Dr Sharwood has provided the opinion that, “It is very difficult to associate any of his back symptoms with his military service.” At the hearing Dr Sharwood was asked to elaborate on this, and he advised that it was difficult because there is no documented evidence of a back injury. The applicant could also not give him a clear history of a back injury. He stated that the applicant appeared to have suffered a head injury in Rockhampton, and given the head injury and the nature of the injury it is possible that he suffered an injury to his back, but he cannot associate the back pain to the applicant’s military service.
At the hearing Dr Sharwood was also asked to comment on the CT scan and x-ray results for the applicant’s hip and back pain. He gave evidence that the 2013 CT scan showed that the applicant was suffering from lumbar spondylosis, but noted that at that time the applicant was 60 years old so it could have been age-related degeneration. He confirmed that the x-ray of the applicant’s hips showed he had significant osteoarthritis of both hips, with the right being worse than the left.
THE CLAIMED CONDITIONS
The applicant contends that the three claimed physical conditions (i.e. lumbar spondylosis, osteoarthritis of both hips and trochanteric bursitis) were caused by the vehicle accident which allegedly took place in 1977. He further contends that the adjustment disorder with depressed mood condition was caused as a result of the pain he experiences from his physical disabilities.

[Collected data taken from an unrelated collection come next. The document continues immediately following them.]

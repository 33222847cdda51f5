use std::path::{Path, PathBuf};

use async_trait::async_trait;

use crate::{
    error::{AuthError, AuthResult},
    storage::CredentialStore,
    types::{Credential, CredentialKey},
};

/// File-backed credential store for local development and self-hosted
/// installations.
///
/// One JSON record per key at `{base_dir}/{service}/{user_id}_credentials.json`.
/// Writes go to a temporary sibling file and are moved into place with
/// `rename`, so a concurrent reader never observes a half-written record.
pub struct LocalCredentialStore {
    base_dir: PathBuf,
}

impl LocalCredentialStore {
    pub fn new(base_dir: impl Into<PathBuf>) -> Self {
        Self {
            base_dir: base_dir.into(),
        }
    }

    /// Store rooted at the default data directory.
    ///
    /// `TOOLGATE_CREDENTIALS_DIR` overrides; otherwise `~/.toolgate/credentials`.
    pub fn from_env() -> AuthResult<Self> {
        if let Ok(dir) = std::env::var("TOOLGATE_CREDENTIALS_DIR") {
            return Ok(Self::new(dir));
        }
        let home = directories::BaseDirs::new().ok_or_else(|| {
            AuthError::Io(std::io::Error::other("could not determine home directory"))
        })?;
        Ok(Self::new(home.home_dir().join(".toolgate/credentials")))
    }

    fn record_path(&self, key: &CredentialKey) -> AuthResult<PathBuf> {
        validate_component(&key.service)?;
        validate_component(&key.user_id)?;
        Ok(self
            .base_dir
            .join(&key.service)
            .join(format!("{}_credentials.json", key.user_id)))
    }

    /// Enumerate all stored credential keys, scanning one directory per
    /// service. Used by the CLI status view.
    pub fn list(&self) -> Vec<CredentialKey> {
        let mut keys = Vec::new();
        let services = match std::fs::read_dir(&self.base_dir) {
            Ok(entries) => entries,
            Err(_) => return keys,
        };
        for service_entry in services.flatten() {
            let service_dir = service_entry.path();
            if !service_dir.is_dir() {
                continue;
            }
            let service = service_entry.file_name().to_string_lossy().into_owned();
            let records = match std::fs::read_dir(&service_dir) {
                Ok(e) => e,
                Err(_) => continue,
            };
            for record in records.flatten() {
                let name = record.file_name().to_string_lossy().into_owned();
                if let Some(user_id) = name.strip_suffix("_credentials.json") {
                    keys.push(CredentialKey::new(&service, user_id));
                }
            }
        }
        keys.sort_by(|a, b| (&a.service, &a.user_id).cmp(&(&b.service, &b.user_id)));
        keys
    }

    async fn write_atomic(path: &Path, contents: &str) -> AuthResult<()> {
        let parent = path.parent().ok_or_else(|| {
            AuthError::Io(std::io::Error::other("credential path has no parent"))
        })?;
        tokio::fs::create_dir_all(parent).await?;

        // Unique temp name so concurrent writers for the same key cannot
        // trample each other's staging file.
        let tmp = path.with_extension(format!("{}.tmp", uuid::Uuid::new_v4()));
        tokio::fs::write(&tmp, contents).await?;
        if let Err(e) = tokio::fs::rename(&tmp, path).await {
            let _ = tokio::fs::remove_file(&tmp).await;
            return Err(e.into());
        }
        Ok(())
    }
}

/// Key components become path segments under `base_dir`; anything that
/// could traverse out of it is refused.
fn validate_component(component: &str) -> AuthResult<()> {
    if component.is_empty()
        || component == "."
        || component == ".."
        || component.contains(['/', '\\'])
    {
        return Err(AuthError::InvalidKey {
            component: component.to_string(),
        });
    }
    Ok(())
}

#[async_trait]
impl CredentialStore for LocalCredentialStore {
    async fn get(&self, key: &CredentialKey) -> AuthResult<Credential> {
        let path = self.record_path(key)?;
        let content = match tokio::fs::read_to_string(&path).await {
            Ok(c) => c,
            Err(e) if e.kind() == std::io::ErrorKind::NotFound => {
                return Err(AuthError::NotFound { key: key.clone() });
            },
            Err(e) => return Err(e.into()),
        };

        serde_json::from_str(&content).map_err(|e| AuthError::CredentialCorrupt {
            key: key.clone(),
            reason: e.to_string(),
        })
    }

    async fn put(&self, credential: &Credential) -> AuthResult<()> {
        let path = self.record_path(&credential.key())?;
        let json = serde_json::to_string_pretty(credential).map_err(|e| {
            AuthError::Io(std::io::Error::other(e))
        })?;
        Self::write_atomic(&path, &json).await?;
        tracing::debug!(service = %credential.service, user_id = %credential.user_id, "stored credentials");
        Ok(())
    }

    async fn delete(&self, key: &CredentialKey) -> AuthResult<()> {
        match tokio::fs::remove_file(self.record_path(key)?).await {
            Ok(()) => Ok(()),
            Err(e) if e.kind() == std::io::ErrorKind::NotFound => Ok(()),
            Err(e) => Err(e.into()),
        }
    }
}

#[cfg(test)]
mod tests {
    use super::*;
    use crate::types::GrantVariant;

    fn credential(service: &str, user_id: &str) -> Credential {
        let mut extra = serde_json::Map::new();
        extra.insert("team_id".into(), serde_json::Value::String("T123".into()));
        Credential {
            service: service.into(),
            user_id: user_id.into(),
            access_token: "xoxb-token".into(),
            refresh_token: Some("xoxe-refresh".into()),
            expires_at: Some(1_900_000_000),
            grant_variant: GrantVariant::WithRefresh,
            extra,
        }
    }

    #[tokio::test]
    async fn test_round_trip_preserves_all_fields() {
        let tmp = tempfile::tempdir().unwrap();
        let store = LocalCredentialStore::new(tmp.path());
        let cred = credential("slack", "u1");

        store.put(&cred).await.unwrap();
        let loaded = store.get(&cred.key()).await.unwrap();
        assert_eq!(loaded, cred);
    }

    #[tokio::test]
    async fn test_missing_key_is_not_found() {
        let tmp = tempfile::tempdir().unwrap();
        let store = LocalCredentialStore::new(tmp.path());
        let err = store.get(&CredentialKey::new("slack", "nobody")).await.unwrap_err();
        assert!(matches!(err, AuthError::NotFound { .. }));
    }

    #[tokio::test]
    async fn test_corrupt_record_is_distinct_from_not_found() {
        let tmp = tempfile::tempdir().unwrap();
        let store = LocalCredentialStore::new(tmp.path());
        let dir = tmp.path().join("slack");
        std::fs::create_dir_all(&dir).unwrap();
        std::fs::write(dir.join("u1_credentials.json"), "{ truncated").unwrap();

        let err = store.get(&CredentialKey::new("slack", "u1")).await.unwrap_err();
        assert!(matches!(err, AuthError::CredentialCorrupt { .. }));
    }

    #[tokio::test]
    async fn test_put_overwrites_never_appends() {
        let tmp = tempfile::tempdir().unwrap();
        let store = LocalCredentialStore::new(tmp.path());
        let mut cred = credential("slack", "u1");
        store.put(&cred).await.unwrap();

        cred.access_token = "rotated".into();
        store.put(&cred).await.unwrap();

        let loaded = store.get(&cred.key()).await.unwrap();
        assert_eq!(loaded.access_token, "rotated");
        assert_eq!(store.list().len(), 1);
    }

    #[tokio::test]
    async fn test_delete_then_get_is_not_found() {
        let tmp = tempfile::tempdir().unwrap();
        let store = LocalCredentialStore::new(tmp.path());
        let cred = credential("slack", "u1");
        store.put(&cred).await.unwrap();

        store.delete(&cred.key()).await.unwrap();
        assert!(matches!(
            store.get(&cred.key()).await.unwrap_err(),
            AuthError::NotFound { .. }
        ));
        // Deleting again is not an error.
        store.delete(&cred.key()).await.unwrap();
    }

    #[tokio::test]
    async fn test_traversal_key_components_are_refused() {
        let tmp = tempfile::tempdir().unwrap();
        let store = LocalCredentialStore::new(tmp.path().join("store"));

        for (service, user_id) in [
            ("../escape", "u1"),
            ("slack", "../../etc/passwd"),
            ("sl/ack", "u1"),
            ("slack", "u\\1"),
            ("..", "u1"),
            ("", "u1"),
            ("slack", ""),
        ] {
            let err = store
                .put(&credential(service, user_id))
                .await
                .unwrap_err();
            assert!(matches!(err, AuthError::InvalidKey { .. }), "{service}/{user_id}");
            let err = store
                .get(&CredentialKey::new(service, user_id))
                .await
                .unwrap_err();
            assert!(matches!(err, AuthError::InvalidKey { .. }), "{service}/{user_id}");
        }

        // Nothing escaped onto disk, not even the store root.
        assert!(!tmp.path().join("store").exists());
        assert!(!tmp.path().join("escape").exists());
    }

    #[tokio::test]
    async fn test_list_enumerates_per_service() {
        let tmp = tempfile::tempdir().unwrap();
        let store = LocalCredentialStore::new(tmp.path());
        store.put(&credential("slack", "u1")).await.unwrap();
        store.put(&credential("slack", "u2")).await.unwrap();
        store.put(&credential("linear", "u1")).await.unwrap();

        let keys = store.list();
        assert_eq!(keys.len(), 3);
        assert_eq!(keys[0], CredentialKey::new("linear", "u1"));
        assert_eq!(keys[2], CredentialKey::new("slack", "u2"));
    }

    #[tokio::test]
    async fn test_concurrent_reads_see_whole_records() {
        let tmp = tempfile::tempdir().unwrap();
        let store = std::sync::Arc::new(LocalCredentialStore::new(tmp.path()));
        let cred = credential("slack", "u1");
        store.put(&cred).await.unwrap();

        let mut tasks = Vec::new();
        for i in 0..16u64 {
            let store = store.clone();
            let mut cred = cred.clone();
            tasks.push(tokio::spawn(async move {
                cred.expires_at = Some(1_900_000_000 + i);
                store.put(&cred).await.unwrap();
                store.get(&cred.key()).await.unwrap()
            }));
        }
        for task in tasks {
            // Every observed record decodes cleanly, whichever write won.
            let seen = task.await.unwrap();
            assert_eq!(seen.access_token, "xoxb-token");
        }
    }
}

Lumbar spondylosis and osteoarthritis of both hips
The applicant’s claims for lumbar spondylosis with radiculopathy and osteoarthritis in both hips are related to the same set of facts and medical evidence. The applicant contends that both conditions were caused by the accident in 1977. SoP no. 63 of 2014 is applicable to the lumbar spondylosis claim, and SoP no. 14 of 2010 is applicable to the applicant’s osteoarthritis claim.
Clause 3(b) of the lumbar spondylosis SoP provides the following definition of lumbar spondylosis:
“a degenerative joint disorder affecting the lumbar vertebrae or intervertebral discs with:
(i) clinical manifestations of local pain and stiffness, or symptoms and signs of lumbar cord, cauda equina or lumbosacral nerve root compression; and
(ii) imaging evidence of degenerative change, including disc space narrowing or osteophytes.
Other commonly associated features include facet joint arthritis, bone hypertrophy and spinal stenosis. This definition excludes diffuse idiopathic skeletal hyperostosis, Scheuermann’s kyphosis and bulging of an intervertebral disc in the absence of other signs of disc degeneration. Lumbar spondylosis includes spondylosis at the lumbosacral junction.”
Clause 6 of the lumbar spondylosis SoP outlines the factors that can be said to connect the condition with the person’s service. The applicant contends factors (g) and (h) are relevant to this application:
(g) having trauma to the lumbar spine at least one year before the clinical onset of lumbar spondylosis, and where the trauma to the lumbar spine occurred within the 25 years before the clinical onset of lumbar spondylosis; or
(h) having a lumbar intervertebral disc prolapse before the clinical onset of lumbar spondylosis at the level of the intervertebral disc prolapse
The definition of “trauma to the lumbar spine” is defined in the SoP as:
“a discrete event involving the application of significant physical force, including G force, to the lumbar spine that causes the development within twenty-four hours of the injury being sustained, of symptoms and signs of pain and tenderness and either altered mobility or range of movement of the lumbar spine. In the case of sustained unconsciousness or the masking of pain by analgesic medication, these symptoms and signs must appear on return to consciousness or the withdrawal of the analgesic medication. These symptoms and signs must last for a period of at least seven days following their onset; save for where medical intervention has occurred and that medical intervention involves either:
(a) immobilisation of the lumbar spine by splinting, or similar external agent;
(b) injection of corticosteroids or local anaesthetics into the lumbar spine; or
(c) surgery to the lumbar spine.”
Clause 3(b) of the osteoarthritis SoP provides the following definition of osteoarthritis:
“a degenerative joint disorder with:
(i) clinical manifestations of pain, impaired function and stiffness; and
(ii) radiological, other imaging or arthroscopic evidence of loss of articular cartilage or osteophytes.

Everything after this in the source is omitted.